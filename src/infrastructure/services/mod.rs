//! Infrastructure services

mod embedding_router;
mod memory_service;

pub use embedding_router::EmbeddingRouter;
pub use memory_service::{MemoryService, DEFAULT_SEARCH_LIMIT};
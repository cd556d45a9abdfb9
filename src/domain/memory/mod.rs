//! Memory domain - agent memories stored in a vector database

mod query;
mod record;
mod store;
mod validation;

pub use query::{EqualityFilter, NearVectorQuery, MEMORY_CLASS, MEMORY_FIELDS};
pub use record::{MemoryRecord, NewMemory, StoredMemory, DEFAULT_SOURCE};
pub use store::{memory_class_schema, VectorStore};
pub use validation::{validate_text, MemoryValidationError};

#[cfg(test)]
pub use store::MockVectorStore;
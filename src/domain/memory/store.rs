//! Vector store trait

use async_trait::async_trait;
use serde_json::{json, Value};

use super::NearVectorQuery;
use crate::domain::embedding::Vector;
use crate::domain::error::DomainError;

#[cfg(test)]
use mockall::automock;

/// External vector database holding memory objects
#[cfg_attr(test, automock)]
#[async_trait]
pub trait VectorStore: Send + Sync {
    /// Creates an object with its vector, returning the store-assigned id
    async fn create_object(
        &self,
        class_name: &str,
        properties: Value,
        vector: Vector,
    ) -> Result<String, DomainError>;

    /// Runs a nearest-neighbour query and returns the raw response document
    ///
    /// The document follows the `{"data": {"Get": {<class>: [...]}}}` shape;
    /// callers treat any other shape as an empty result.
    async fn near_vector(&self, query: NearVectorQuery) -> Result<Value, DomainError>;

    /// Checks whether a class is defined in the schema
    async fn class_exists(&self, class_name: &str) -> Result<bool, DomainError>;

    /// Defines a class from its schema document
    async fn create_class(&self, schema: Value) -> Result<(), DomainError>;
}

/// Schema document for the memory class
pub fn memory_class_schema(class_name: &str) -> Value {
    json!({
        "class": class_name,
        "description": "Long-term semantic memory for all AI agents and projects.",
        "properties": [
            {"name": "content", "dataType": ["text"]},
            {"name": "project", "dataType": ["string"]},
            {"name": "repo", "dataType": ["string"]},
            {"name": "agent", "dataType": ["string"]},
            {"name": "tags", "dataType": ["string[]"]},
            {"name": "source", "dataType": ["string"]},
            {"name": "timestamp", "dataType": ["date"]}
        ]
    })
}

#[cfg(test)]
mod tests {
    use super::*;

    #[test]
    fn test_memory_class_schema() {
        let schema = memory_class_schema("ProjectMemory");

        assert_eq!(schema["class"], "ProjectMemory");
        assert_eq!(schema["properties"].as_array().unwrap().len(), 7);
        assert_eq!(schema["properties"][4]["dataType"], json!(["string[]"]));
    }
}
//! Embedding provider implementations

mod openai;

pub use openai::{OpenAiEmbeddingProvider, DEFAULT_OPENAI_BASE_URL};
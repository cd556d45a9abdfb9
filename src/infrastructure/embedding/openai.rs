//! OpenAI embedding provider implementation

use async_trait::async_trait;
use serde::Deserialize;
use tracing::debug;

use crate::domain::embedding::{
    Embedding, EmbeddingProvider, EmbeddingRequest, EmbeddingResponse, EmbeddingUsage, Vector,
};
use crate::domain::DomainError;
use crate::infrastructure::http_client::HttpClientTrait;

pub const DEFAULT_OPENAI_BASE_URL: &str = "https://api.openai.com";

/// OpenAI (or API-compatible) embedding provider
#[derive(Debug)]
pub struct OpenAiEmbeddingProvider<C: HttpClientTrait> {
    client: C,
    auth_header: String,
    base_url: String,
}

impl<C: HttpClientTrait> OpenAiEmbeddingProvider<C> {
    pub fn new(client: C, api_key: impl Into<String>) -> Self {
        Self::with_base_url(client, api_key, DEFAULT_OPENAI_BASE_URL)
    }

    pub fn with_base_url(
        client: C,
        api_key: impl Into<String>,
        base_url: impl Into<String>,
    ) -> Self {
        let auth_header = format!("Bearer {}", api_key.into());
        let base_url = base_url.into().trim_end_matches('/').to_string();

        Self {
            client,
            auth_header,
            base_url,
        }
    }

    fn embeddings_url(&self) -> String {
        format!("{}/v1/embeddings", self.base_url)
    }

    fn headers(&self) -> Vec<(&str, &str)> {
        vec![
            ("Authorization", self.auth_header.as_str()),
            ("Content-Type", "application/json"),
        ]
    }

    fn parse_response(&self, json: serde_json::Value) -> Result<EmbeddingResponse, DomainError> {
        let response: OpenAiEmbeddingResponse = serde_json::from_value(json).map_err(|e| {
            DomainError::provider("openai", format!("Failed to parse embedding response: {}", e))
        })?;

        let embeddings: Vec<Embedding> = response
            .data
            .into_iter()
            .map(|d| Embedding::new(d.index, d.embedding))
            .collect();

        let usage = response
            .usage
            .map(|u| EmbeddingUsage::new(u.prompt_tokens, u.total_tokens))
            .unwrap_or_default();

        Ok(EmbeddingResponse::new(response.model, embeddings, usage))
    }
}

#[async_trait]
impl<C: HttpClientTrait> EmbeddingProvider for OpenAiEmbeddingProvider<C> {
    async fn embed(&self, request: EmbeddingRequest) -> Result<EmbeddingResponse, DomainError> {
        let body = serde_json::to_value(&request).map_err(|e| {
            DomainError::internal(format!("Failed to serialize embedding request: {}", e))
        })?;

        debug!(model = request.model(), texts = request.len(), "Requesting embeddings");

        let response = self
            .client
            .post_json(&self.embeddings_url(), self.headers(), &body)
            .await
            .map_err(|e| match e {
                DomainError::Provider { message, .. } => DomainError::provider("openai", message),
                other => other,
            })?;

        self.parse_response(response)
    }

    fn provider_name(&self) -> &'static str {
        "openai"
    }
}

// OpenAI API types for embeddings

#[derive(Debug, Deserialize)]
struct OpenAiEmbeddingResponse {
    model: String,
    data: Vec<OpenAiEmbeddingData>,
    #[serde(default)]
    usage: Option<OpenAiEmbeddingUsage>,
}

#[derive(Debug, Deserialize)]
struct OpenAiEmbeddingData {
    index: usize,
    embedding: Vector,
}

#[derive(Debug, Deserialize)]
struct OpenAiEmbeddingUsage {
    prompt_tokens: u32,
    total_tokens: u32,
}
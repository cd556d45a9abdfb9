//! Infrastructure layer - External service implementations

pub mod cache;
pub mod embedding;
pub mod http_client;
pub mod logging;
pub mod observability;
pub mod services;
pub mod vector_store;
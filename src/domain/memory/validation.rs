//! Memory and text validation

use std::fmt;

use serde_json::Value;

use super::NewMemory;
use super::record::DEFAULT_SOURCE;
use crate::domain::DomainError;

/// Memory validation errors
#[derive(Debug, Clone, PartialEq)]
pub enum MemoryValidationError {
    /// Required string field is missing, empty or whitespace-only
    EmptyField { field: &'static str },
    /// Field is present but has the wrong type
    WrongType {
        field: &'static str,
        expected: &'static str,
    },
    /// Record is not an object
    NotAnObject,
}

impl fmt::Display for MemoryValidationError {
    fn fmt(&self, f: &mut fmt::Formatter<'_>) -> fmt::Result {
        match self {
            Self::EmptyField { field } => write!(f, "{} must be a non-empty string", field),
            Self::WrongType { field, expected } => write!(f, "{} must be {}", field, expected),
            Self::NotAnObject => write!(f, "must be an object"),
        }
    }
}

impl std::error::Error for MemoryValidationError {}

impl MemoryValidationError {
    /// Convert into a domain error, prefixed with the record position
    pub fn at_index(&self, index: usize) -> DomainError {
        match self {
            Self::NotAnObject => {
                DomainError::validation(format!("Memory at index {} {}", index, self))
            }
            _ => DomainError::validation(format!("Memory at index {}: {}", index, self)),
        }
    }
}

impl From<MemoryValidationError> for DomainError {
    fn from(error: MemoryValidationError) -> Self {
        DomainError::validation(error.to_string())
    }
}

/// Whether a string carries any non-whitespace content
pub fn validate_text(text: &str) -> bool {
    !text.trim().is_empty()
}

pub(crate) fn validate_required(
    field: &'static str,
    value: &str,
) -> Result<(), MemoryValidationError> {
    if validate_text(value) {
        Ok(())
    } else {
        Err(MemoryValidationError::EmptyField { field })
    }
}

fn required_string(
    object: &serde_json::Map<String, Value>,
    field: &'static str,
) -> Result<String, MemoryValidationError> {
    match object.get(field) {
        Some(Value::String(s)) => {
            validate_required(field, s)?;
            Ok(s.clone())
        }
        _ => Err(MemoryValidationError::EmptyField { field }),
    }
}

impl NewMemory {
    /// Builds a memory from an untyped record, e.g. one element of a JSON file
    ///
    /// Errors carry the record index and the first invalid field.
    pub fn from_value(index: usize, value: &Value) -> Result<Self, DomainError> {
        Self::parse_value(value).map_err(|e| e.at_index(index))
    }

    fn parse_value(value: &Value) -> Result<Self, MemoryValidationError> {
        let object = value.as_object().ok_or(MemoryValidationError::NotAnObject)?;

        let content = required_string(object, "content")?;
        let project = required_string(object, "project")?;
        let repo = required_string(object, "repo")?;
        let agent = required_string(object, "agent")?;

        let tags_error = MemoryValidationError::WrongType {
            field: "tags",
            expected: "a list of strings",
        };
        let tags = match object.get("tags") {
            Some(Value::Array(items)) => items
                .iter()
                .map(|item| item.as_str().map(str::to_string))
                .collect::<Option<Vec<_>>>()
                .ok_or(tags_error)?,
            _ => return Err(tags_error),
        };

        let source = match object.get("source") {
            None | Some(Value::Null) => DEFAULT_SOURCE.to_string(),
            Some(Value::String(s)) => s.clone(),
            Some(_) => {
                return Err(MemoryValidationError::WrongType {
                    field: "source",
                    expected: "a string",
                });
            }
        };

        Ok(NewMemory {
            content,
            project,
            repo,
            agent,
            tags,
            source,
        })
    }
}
=====
**About this exercise**:
Look above for the line with "Ok(s.clone())"; retype exactly that line, every line after it up to the line with "pub fn from_value(index: usize, value: &Value)", and that line too, nothing else.

**Answer to this task**:
            Ok(s.clone())
        }
        _ => Err(MemoryValidationError::EmptyField { field }),
    }
}

impl NewMemory {
    /// Builds a memory from an untyped record, e.g. one element of a JSON file
    ///
    /// Errors carry the record index and the first invalid field.
    pub fn from_value(index: usize, value: &Value) -> Result<Self, DomainError> {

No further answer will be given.